I’m personally doing personal tests with Whonix and IPFS (and some other communication tools) in encrypted volumes. If one knows what it’s doing, it can be done even on Tails.

This wouldn’t solve the problem with your local despots beating you up until you hand the encryption password (like it’s happening on South America) or the governments you’ve mentioned that would do surgical operations in one’s body whenever they find content they don’t like. For that matter, we would still have to use Free Net or GNU Net, which from the ground up have been specifically being developed with those matters in mind.

So, to clarify my point: in my opinion, putting too much responsibility in the IPFS software doesn’t make sense, because that’s not what would secure your node from the perspective of the privacy concerned. Even with much effort in this matter, it would still boil down to rely on external tools, like disk encryption and IP address hiding / bouncing.

2 Likes

[quote=“desci, post:19, topic:48”]
If someone somehow manages to block the network in a way that a specific hash is blocked in the IPFS network (which is very unlikely - they’ll probably try to block IPFS itself instead), someone with access to the original file could add junk to the end of it, therefore producing a new hash that can be seeded again in the network, and so on.[/quote]

I think that’s what the blacklists will be for, to block specific files. Star Wars Episode XII 4K H.265 mkv has been added to the IPFS, and Lucasfilm or Disney will have the mkv’s IPFS hash added to a blacklist that’s valid either for specific jurisdictions or even the whole global IPFS. (Depends on whether they gave licenses away regarding other territories.) Then, of course, someone prints a carriage return to the end of the mkv and re-adds it, and it turns into the usual whac-a-mole.
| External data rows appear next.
//! # liftgl-core
//!
//! GL String algebra for lifting HLA genotypes from one IMGT/HLA release to another.
//!
//! ## Purpose
//!
//! A GL String names HLA alleles joined by five delimiters (`^`, `|`, `+`, `~`, `/`).
//! Allele names change between IMGT/HLA releases, but every allele keeps a stable accession
//! (`HLA00053`). Lifting a GL String therefore goes through the accession:
//!
//! 1. every source allele is mapped to its accession using the allele history,
//! 2. every accession is rendered as its target release name, or dropped,
//! 3. the delimiters left around dropped alleles are cleaned up.
//!
//! Alleles are never expanded: an allele absent from the target release is dropped, not
//! replaced by related alleles.
//!
//! ## Main Components
//!
//! - **`AlleleTable`**: the allele history, one column per release
//! - **`Liftover`**: the pipeline for a pair of releases
//! - **`clean`**: delimiter repair after alleles were dropped
//! - **`classify`**: GL resource type from the delimiters present
//!
//! ## Example
//!
//! ```rust
//! use std::io::Cursor;
//! use liftgl_core::{AlleleTable, liftover};
//!
//! let history = "HLA_ID\t3250\t3200\nHLA00053\tA*24:03:01:01\tA*24:03:01\n";
//! let table = AlleleTable::from_reader(Cursor::new(history)).unwrap();
//!
//! let lifted = liftover("HLA-A*24:03:01", "3.20.0", "3.25.0", &table).unwrap();
//! assert_eq!(lifted, "HLA-A*24:03:01:01");
//! ```
//!
pub mod consts;
pub mod delimiter;
pub mod errors;
pub mod liftover;
pub mod mapper;
pub mod normalize;
pub mod render;
pub mod resource;
pub mod table;
pub mod tokenizer;
pub mod utils;
pub mod version;

// re-export things
pub use delimiter::*;
pub use errors::*;
pub use liftover::*;
pub use mapper::to_ids;
pub use normalize::clean;
pub use render::to_target;
pub use resource::*;
pub use table::*;
pub use tokenizer::*;
pub use version::*;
But will other players actually try to block the IPFS altogether? I’m not sure if that’s even possible—you can block the ipfs.io site (and other gateways), which e.g. my employer is already doing with WatchGuard—, but it’s probably easier to block specific hashes. Today, people make copies, and you’d have go to every torrent site, every 1-click-hoster, every cloud provider, where users offer a specific file, and have the files and torrent listings taken down. Simply adding an IPFS hash to an official blocklist is much easier and faster.

And when I imagine that the whole web could one day be based on IPFS, then what’s the use of blocking IPFS? You’d be blocking the web itself.

Agree. Which is why anonymity in IPFS should be higher on the to-do list.